* **ASSIGNED TASK**
Gather all lines in the records below that include the word "EnvFilter".

* **EXTRACTED INFORMATION**
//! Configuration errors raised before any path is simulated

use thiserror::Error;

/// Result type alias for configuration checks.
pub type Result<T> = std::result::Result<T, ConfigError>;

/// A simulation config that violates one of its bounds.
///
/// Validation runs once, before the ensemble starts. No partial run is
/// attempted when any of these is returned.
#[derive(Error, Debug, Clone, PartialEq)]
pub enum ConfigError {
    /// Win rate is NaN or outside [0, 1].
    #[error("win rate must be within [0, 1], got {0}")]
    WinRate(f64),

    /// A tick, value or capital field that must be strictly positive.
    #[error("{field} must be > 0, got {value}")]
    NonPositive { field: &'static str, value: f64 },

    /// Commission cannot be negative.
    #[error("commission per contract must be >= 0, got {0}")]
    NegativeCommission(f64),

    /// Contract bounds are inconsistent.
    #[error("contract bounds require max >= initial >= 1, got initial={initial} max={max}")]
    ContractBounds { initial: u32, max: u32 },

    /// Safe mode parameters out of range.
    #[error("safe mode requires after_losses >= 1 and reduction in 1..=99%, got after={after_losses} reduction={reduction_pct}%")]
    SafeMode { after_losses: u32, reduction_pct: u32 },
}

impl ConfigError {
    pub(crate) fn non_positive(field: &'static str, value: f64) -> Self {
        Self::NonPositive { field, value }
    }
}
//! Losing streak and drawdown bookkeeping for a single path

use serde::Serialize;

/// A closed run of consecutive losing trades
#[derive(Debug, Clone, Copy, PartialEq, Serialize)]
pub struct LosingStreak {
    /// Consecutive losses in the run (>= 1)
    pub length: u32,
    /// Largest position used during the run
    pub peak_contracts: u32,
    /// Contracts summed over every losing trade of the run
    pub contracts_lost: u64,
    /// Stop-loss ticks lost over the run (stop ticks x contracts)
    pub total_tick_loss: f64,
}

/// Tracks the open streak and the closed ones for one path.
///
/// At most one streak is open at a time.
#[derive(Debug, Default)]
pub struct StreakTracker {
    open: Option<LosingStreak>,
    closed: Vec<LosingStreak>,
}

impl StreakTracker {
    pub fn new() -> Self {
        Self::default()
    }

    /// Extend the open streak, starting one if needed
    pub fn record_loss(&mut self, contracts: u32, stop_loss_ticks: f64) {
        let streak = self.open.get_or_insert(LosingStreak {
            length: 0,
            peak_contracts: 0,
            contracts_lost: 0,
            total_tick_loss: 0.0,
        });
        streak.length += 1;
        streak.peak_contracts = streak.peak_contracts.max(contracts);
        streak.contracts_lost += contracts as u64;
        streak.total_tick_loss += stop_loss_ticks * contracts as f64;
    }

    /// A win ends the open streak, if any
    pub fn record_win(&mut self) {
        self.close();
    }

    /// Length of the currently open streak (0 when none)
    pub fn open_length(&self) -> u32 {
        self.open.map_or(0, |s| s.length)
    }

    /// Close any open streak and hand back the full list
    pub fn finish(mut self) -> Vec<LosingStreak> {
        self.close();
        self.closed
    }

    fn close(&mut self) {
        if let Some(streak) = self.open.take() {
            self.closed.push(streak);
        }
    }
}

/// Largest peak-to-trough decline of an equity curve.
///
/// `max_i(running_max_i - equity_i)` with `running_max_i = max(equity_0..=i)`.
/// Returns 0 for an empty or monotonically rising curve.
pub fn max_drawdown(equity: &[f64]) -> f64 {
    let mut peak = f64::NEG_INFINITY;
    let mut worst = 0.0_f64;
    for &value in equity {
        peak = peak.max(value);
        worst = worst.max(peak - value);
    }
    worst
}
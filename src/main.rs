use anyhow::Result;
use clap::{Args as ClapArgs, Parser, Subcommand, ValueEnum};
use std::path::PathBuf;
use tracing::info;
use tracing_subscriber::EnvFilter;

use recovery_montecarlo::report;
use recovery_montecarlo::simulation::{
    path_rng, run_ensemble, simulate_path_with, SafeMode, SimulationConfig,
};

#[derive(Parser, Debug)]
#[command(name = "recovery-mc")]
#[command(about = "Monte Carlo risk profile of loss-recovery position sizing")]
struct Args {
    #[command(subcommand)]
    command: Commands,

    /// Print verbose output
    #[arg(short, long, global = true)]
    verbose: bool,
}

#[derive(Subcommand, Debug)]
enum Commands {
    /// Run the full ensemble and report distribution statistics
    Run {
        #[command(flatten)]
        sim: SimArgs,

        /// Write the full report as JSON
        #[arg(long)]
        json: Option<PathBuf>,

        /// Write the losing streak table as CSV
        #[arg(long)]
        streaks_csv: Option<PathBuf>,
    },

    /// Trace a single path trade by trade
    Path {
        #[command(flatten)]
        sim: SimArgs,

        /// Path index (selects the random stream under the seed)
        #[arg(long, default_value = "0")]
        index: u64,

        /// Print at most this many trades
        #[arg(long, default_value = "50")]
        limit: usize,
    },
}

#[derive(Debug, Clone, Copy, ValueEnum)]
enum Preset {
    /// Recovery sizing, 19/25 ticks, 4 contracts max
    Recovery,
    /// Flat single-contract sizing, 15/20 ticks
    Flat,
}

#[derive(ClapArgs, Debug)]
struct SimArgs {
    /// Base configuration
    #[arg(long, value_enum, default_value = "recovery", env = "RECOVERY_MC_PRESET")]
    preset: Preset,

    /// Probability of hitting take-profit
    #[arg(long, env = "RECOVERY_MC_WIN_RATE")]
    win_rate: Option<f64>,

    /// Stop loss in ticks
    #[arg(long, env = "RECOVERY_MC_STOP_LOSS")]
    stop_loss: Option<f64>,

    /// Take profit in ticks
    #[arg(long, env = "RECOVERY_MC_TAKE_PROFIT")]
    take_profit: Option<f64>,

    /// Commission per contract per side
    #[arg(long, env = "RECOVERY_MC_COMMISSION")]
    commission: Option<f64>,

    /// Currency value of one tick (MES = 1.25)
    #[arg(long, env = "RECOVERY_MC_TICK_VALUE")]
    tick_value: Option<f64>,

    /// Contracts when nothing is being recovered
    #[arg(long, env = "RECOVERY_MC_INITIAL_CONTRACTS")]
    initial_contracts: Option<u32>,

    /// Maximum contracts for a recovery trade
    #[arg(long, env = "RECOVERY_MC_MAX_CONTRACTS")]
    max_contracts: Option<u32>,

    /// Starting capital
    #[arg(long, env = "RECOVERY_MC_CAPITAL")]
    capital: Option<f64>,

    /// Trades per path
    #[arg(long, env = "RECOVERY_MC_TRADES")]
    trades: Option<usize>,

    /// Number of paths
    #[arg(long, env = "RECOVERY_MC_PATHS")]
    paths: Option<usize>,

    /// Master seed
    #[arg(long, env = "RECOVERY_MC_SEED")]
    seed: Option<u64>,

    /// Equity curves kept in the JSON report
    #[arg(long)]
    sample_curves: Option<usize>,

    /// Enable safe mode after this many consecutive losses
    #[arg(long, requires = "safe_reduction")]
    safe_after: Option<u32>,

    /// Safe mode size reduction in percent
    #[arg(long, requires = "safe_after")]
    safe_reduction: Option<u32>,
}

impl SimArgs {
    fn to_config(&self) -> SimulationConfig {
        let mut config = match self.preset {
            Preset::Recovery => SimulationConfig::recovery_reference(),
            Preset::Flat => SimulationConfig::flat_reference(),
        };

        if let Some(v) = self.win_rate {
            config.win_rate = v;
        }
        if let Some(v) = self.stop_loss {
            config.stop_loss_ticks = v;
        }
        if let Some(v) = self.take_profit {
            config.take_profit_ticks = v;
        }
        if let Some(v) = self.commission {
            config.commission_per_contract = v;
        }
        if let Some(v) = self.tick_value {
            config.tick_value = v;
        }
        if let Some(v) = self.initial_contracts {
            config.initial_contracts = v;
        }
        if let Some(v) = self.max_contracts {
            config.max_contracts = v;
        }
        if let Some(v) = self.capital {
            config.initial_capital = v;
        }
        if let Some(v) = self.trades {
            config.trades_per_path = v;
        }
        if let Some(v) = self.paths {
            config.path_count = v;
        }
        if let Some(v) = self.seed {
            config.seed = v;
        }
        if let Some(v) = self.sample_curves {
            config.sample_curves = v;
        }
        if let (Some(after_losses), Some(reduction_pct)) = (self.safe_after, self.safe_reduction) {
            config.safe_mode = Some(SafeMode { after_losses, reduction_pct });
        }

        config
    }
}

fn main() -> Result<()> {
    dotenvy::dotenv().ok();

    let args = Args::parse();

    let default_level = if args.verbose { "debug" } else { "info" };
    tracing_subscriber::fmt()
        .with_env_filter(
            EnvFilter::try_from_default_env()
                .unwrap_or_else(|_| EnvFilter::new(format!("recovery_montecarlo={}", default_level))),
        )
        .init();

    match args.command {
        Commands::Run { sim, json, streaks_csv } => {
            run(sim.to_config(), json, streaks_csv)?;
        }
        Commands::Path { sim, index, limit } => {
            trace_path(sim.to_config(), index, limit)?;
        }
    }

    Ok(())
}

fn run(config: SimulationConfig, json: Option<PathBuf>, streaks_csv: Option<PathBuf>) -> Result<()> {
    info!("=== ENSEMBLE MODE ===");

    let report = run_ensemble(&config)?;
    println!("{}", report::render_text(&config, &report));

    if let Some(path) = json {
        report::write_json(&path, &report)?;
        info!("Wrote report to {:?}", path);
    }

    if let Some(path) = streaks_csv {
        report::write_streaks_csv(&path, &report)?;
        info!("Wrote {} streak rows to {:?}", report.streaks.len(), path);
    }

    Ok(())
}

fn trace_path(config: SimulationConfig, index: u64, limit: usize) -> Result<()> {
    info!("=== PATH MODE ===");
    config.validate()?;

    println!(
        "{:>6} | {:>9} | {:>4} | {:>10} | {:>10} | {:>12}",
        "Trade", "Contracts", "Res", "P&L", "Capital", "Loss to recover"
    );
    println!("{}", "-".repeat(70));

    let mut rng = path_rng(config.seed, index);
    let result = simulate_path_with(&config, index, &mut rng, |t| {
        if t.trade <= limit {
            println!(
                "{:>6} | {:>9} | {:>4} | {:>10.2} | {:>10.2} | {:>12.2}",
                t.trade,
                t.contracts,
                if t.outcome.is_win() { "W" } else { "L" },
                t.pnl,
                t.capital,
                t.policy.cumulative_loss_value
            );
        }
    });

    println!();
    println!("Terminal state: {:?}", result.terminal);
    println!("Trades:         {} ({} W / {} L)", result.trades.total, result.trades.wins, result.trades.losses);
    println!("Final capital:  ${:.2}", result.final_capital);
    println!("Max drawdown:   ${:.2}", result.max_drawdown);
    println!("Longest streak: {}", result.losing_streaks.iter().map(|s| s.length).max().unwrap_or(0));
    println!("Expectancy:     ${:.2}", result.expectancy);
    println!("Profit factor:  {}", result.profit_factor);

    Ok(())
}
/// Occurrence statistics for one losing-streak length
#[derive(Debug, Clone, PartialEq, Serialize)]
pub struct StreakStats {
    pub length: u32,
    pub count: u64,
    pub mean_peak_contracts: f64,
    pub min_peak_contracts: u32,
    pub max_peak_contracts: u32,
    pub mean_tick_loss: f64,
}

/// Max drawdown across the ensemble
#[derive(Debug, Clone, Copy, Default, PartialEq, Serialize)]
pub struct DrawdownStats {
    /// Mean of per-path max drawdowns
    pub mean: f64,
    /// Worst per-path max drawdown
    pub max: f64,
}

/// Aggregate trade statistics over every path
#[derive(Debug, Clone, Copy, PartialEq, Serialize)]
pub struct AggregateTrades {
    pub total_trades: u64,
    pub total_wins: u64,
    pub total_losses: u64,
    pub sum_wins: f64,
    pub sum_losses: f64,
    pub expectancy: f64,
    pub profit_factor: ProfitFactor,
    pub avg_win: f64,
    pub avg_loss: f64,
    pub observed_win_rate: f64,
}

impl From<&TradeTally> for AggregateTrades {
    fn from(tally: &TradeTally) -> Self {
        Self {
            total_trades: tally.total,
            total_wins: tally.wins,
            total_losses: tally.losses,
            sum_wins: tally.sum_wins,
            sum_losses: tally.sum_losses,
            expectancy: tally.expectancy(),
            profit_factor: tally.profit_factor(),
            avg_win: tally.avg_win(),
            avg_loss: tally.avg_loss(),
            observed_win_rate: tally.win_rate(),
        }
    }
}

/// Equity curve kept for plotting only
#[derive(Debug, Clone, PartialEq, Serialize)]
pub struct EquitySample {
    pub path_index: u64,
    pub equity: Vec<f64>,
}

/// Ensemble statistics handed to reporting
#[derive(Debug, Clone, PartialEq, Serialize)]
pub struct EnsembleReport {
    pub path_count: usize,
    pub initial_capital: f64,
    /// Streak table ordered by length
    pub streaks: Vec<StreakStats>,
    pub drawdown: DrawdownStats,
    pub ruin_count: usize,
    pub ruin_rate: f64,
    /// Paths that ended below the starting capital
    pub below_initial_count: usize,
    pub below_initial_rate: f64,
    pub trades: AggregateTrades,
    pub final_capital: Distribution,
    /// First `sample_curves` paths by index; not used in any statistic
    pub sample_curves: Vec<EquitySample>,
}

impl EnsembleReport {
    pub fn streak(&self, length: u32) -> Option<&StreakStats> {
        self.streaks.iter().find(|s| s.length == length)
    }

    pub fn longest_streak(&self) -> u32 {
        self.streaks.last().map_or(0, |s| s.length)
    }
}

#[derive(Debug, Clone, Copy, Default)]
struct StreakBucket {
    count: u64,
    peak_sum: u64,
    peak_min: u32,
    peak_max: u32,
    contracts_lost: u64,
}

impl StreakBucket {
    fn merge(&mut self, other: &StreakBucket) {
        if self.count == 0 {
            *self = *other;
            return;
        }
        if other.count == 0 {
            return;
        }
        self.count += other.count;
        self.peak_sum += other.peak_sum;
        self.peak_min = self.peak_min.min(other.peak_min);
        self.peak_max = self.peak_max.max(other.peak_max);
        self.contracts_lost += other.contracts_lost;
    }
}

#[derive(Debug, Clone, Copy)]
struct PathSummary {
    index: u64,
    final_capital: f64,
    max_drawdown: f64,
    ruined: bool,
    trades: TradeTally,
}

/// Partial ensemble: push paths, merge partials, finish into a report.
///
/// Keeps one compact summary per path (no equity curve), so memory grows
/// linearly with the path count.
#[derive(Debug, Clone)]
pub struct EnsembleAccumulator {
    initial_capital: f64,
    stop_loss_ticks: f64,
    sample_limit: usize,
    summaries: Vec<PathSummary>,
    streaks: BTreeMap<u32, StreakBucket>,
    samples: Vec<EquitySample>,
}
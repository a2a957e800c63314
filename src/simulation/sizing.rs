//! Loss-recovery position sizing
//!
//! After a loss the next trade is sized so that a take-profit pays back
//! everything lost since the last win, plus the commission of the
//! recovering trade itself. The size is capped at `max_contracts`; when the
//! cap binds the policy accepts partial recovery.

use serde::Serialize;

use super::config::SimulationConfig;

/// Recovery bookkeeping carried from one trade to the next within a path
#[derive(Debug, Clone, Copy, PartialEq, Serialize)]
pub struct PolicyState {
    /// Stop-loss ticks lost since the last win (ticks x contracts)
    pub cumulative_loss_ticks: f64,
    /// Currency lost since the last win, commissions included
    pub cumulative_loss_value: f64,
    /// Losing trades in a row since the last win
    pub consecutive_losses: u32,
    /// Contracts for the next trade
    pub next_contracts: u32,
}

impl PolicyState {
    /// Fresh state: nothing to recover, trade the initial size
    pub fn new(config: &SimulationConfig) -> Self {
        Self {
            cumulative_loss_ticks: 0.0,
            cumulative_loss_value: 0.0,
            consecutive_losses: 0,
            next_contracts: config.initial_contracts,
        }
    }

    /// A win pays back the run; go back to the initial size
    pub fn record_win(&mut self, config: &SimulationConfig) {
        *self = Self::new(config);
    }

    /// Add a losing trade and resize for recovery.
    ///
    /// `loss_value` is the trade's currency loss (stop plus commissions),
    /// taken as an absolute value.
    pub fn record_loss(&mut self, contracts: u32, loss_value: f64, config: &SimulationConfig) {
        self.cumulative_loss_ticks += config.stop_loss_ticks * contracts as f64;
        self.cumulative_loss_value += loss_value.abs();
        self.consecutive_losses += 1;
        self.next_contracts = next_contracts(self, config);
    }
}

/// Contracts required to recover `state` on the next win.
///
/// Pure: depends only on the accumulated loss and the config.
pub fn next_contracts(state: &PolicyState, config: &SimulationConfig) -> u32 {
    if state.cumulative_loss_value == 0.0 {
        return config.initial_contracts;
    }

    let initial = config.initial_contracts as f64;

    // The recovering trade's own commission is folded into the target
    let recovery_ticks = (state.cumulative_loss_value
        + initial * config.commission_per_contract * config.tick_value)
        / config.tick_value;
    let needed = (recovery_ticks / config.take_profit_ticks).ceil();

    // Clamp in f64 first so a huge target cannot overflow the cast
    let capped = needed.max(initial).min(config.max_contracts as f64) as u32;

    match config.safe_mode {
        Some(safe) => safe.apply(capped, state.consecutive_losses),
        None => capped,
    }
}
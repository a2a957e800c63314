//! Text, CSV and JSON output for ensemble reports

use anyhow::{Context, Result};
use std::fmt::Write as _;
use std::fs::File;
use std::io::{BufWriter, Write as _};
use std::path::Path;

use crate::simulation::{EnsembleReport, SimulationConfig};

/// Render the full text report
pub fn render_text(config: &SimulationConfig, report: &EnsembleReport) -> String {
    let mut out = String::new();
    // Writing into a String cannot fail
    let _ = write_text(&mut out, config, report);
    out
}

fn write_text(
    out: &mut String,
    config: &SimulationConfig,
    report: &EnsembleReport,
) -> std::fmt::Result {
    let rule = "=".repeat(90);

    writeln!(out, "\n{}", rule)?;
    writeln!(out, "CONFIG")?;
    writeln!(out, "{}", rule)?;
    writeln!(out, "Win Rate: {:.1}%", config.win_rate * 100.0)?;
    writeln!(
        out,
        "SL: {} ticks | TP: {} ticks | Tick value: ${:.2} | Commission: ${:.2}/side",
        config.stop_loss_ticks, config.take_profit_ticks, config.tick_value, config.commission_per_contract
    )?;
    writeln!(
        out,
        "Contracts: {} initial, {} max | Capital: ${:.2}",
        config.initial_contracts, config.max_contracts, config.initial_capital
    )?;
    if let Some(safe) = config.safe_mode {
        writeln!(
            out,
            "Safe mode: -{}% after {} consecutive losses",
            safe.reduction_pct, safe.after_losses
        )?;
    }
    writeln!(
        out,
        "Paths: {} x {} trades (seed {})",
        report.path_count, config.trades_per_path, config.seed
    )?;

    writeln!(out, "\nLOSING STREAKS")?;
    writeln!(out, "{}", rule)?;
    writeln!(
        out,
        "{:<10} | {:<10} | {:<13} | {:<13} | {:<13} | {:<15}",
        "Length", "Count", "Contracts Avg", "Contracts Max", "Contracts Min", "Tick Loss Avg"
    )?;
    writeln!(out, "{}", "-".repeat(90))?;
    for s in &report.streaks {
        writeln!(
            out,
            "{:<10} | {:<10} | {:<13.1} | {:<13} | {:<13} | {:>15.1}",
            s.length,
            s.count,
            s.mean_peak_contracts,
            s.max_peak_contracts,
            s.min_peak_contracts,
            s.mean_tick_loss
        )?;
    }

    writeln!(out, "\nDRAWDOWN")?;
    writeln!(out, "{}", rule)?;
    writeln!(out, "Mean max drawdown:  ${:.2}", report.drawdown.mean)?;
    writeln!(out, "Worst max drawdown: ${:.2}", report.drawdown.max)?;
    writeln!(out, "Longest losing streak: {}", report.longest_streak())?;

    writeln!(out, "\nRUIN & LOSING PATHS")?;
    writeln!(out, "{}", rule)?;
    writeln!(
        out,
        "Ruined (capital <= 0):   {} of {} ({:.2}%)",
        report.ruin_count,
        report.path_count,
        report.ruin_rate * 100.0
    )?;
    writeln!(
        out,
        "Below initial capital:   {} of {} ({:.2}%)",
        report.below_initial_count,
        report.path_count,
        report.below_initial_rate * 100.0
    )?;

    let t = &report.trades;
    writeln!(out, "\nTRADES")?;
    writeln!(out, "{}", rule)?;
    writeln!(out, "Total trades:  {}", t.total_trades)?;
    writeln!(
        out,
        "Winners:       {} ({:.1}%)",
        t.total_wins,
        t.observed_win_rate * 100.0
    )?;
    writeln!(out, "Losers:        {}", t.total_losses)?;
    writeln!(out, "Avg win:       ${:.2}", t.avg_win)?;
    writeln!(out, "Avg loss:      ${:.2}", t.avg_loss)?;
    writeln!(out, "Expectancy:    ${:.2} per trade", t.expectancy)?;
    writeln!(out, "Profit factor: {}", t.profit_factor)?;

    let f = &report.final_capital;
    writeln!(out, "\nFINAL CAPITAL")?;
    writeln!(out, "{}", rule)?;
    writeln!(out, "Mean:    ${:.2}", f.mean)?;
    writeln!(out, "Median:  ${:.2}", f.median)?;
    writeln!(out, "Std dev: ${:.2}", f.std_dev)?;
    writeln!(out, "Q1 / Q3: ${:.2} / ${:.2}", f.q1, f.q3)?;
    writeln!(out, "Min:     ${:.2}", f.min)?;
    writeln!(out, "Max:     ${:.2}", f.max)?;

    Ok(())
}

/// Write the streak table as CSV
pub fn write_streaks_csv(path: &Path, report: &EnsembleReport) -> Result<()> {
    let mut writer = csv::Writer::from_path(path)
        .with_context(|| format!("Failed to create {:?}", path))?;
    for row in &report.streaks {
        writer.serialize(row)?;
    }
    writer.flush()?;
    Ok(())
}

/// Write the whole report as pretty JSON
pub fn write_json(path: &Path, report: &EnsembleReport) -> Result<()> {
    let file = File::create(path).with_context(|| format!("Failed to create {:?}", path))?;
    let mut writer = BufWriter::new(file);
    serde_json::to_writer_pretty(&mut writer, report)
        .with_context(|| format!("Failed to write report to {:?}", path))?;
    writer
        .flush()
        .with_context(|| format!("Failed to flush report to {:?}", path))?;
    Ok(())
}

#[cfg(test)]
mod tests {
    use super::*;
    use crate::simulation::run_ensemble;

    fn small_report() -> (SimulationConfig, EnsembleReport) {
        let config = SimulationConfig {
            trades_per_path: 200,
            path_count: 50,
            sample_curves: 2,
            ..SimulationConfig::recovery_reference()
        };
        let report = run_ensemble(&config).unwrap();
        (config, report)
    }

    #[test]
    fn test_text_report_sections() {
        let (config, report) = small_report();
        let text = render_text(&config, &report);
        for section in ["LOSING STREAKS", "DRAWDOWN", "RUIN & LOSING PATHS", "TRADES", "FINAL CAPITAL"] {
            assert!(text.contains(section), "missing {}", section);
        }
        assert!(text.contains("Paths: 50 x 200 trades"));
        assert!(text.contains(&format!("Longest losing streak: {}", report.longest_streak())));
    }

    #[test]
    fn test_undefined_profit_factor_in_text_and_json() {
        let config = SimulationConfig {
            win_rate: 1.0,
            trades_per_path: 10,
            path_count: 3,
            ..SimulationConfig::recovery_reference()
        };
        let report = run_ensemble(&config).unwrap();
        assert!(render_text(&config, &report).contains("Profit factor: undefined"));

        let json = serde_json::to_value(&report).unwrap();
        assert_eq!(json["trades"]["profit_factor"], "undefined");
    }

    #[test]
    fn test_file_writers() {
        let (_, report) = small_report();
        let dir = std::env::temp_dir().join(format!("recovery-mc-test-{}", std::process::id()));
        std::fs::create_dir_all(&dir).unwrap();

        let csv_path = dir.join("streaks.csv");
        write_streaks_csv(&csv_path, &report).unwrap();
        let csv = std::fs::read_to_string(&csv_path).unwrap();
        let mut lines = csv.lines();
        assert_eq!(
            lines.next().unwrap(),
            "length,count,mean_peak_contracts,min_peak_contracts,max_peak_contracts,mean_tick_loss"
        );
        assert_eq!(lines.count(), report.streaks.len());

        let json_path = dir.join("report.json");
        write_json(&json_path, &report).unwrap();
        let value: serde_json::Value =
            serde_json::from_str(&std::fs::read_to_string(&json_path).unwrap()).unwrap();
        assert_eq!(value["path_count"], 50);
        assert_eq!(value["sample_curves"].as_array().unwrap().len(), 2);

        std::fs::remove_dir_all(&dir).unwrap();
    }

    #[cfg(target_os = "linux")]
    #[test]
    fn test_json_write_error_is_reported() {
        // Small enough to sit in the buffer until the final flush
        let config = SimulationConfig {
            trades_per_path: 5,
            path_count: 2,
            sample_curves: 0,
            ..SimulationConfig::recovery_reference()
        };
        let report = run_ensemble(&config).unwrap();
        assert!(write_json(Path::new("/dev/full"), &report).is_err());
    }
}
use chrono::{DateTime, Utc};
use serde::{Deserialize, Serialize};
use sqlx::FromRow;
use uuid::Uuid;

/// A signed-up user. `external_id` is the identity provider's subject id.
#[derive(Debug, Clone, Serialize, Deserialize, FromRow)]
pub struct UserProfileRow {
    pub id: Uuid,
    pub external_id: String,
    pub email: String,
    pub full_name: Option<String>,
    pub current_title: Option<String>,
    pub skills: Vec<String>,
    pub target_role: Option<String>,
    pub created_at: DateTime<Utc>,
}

* **TASK RESPONSE**
use tracing_subscriber::EnvFilter;
            EnvFilter::try_from_default_env()
                .unwrap_or_else(|_| EnvFilter::new(format!("recovery_montecarlo={}", default_level))),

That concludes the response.